Quant à Léopold, il est lui aussi assez traditionnel dans ses pratiques d’évaluation de l’oral et ses réponses à l’entrevue correspondent pour la plupart à ce que Lafontaine et Messier (2009) avaient conclu dans leur recherche. Par exemple, Léopold fait faire environ deux tâches d’évaluation par an à ses élèves, toutes deux de type certificatif, et prenant essentiellement la forme d’exposés oraux. Il a l’habitude de collecter des traces des apprentissages oraux de ses élèves sous la forme de notes personnelles lors de situations de communication informelles comme les discussions en grand groupe ou entre pairs. De plus, il pose son jugement à l’aide de grilles d’évaluation et de grilles d’observation et fait des rétroactions verbales après chaque tâche d’évaluation sous la forme de commentaires généraux à l’ensemble du groupe. Enfin, il

dit impliquer les élèves dans le choix des critères d’évaluation et dans les tâches d’évaluation pour choisir le sujet des exposés et leur faire de l’autoévaluation et de l’évaluation par les pairs à l’occasion, ce dont il tient parfois compte pour évaluer. Du côté de son enseignement, Léopold n’a mentionné réaliser que des activités de production orale avec ses élèves, soit environ deux par années, un nombre peu élevé qui rejoint le constat des chercheurs à l’effet que l’oral est peu enseigné en classe de français (Sénéchal, 2012; Lafontaine et Messier, 2009). Les aspects qu’il dit enseigner sont liés à la compétence linguistique (bien s’exprimer) et communicative (variétés de langue, ne pas lire ou réciter son texte), bien qu’il ait également mentionné la planification de sa prise de parole, qui relève de la compétence discursive. Enfin, Léopold a dit souhaiter intégrer des activités de discussion entre élèves à l’occasion sur un sujet d’actualité, mais n’a pas précisé comment il comptait l’intégrer dans une situation complexe, ce qui nous rappelle la remarque de Lafontaine et Messier (2009) concernant l’enseignement de type intuitif que les enseignants mettent en place dans leurs classes en oral.

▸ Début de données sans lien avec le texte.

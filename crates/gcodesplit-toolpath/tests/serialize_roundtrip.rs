//! Property tests: serialize(parse(serialize(i))) keeps every field

use gcodesplit_toolpath::{GcodeParser, Instruction, MotionClass};
use proptest::prelude::*;

fn motion() -> impl Strategy<Value = MotionClass> {
    prop_oneof![
        Just(MotionClass::Rapid),
        Just(MotionClass::Linear),
        Just(MotionClass::ArcCw),
        Just(MotionClass::ArcCcw),
    ]
}

fn coordinate() -> impl Strategy<Value = Option<f64>> {
    prop::option::of(-5000.0f64..5000.0)
}

prop_compose! {
    fn instruction()(
        motion in motion(),
        x in coordinate(),
        y in coordinate(),
        z in coordinate(),
        i in coordinate(),
        j in coordinate(),
        f in prop::option::of(1.0f64..20000.0),
        forced_x in -5000.0f64..5000.0,
        comment in prop::option::of("[a-zA-Z0-9 ]{1,12}"),
    ) -> Instruction {
        let mut ins = Instruction::new(motion);
        ins.x = x.or(Some(forced_x));
        ins.y = y;
        ins.z = z;
        ins.i = i;
        ins.j = j;
        ins.f = f;
        ins.comment = comment.map(|c| c.trim().to_string()).filter(|c| !c.is_empty());
        ins
    }
}

proptest! {
    #[test]
    fn serialized_instruction_reparses_to_same_text(ins in instruction()) {
        let text = ins.to_gcode();
        let mut parser = GcodeParser::new();
        let reparsed = parser.parse_line(&text).unwrap();
        prop_assert_eq!(reparsed.to_gcode(), text);
        prop_assert_eq!(reparsed.motion, ins.motion);
        prop_assert_eq!(reparsed.x.is_some(), ins.x.is_some());
        prop_assert_eq!(reparsed.i.is_some(), ins.i.is_some());
        prop_assert_eq!(reparsed.comment, ins.comment);
    }

    #[test]
    fn reparsed_values_match_to_four_places(ins in instruction()) {
        let mut parser = GcodeParser::new();
        let reparsed = parser.parse_line(&ins.to_gcode()).unwrap();
        let pairs = [(ins.x, reparsed.x), (ins.y, reparsed.y), (ins.z, reparsed.z), (ins.f, reparsed.f)];
        for (before, after) in pairs {
            match (before, after) {
                (Some(a), Some(b)) => prop_assert!((a - b).abs() <= 0.00005 + 1e-9),
                (None, None) => {}
                _ => prop_assert!(false, "field presence changed"),
            }
        }
    }
}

En bref, nous pouvons dire que les résultats obtenus à partir de l’entrevue en ce qui a trait aux pratiques d’évaluation déclarées des enseignants confirment ceux obtenus par différents chercheurs au cours des dernières années, soit le fait que les pratiques d’évaluation des enseignants de français sont assez semblables au Québec, tant du point de vue des tâches et de leur fréquence, trois à quatre exposés oraux par année, que des instruments employés (grilles d’évaluation et d’observation). En outre, tant Karoline que Léopold reconnaissent les bienfaits de l’autoévaluation et la capacité des élèves à l’utiliser. Rappelons toutefois que Karoline a précisé ne pas en tenir compte dans son évaluation et Léopold, le faire à l’occasion. Quant à leurs pratiques d’enseignement, nous pouvons dire que Karoline semble faire davantage d’enseignement de l’oral que Léopold et qu’elle cherche à faire de l’oral un objet d’enseignement, et pas seulement un médium, tel qu’elle l’a appris dans les formations qu’elle a suivies. Léopold, de son côté, n’a pas cette préoccupation concernant l’oral. Il ne fait pas la différence entre les concepts d’oral médium et oral objet d’enseignement. Pour lui, enseigner l’oral consiste en demandant à ses élèves de réaliser un exposé oral deux fois par année, à partir d’un thème prédéterminé et de certaines consignes à respecter. Ainsi que nous le pensions, les enseignants n’ont parlé que du volet production, principalement la prise de parole individuelle, en passant l’écoute sous silence. Nous avons toutefois remarqué que les

enseignants ont pu nommer un grand nombre de processus et de stratégies à l’oral en décrivant leur enseignement de l’oral ou les compétences des élèves, ce qui contredit les propos de Lafontaine et Messier (2009) dont les répondants n’étaient pas parvenus à nommer des stratégies. Par exemple, « établir le contact et contribuer au maintien de la communication, en se référant à un aide-mémoire schématique plutôt qu’à un texte suivi » (MELS, 2009, p. 94) ou « intéresser son destinataire en recourant à divers procédés pour capter l’attention ». (Idem, p. 98). Nous pourrions donc nuancer ce résultat en disant que les enseignants connaissent des stratégies en oral et en enseignent, même s’ils ne savent pas les formuler quand on les questionne directement à ce sujet, ce qui relève plutôt d’un problème de connaissances déclaratives.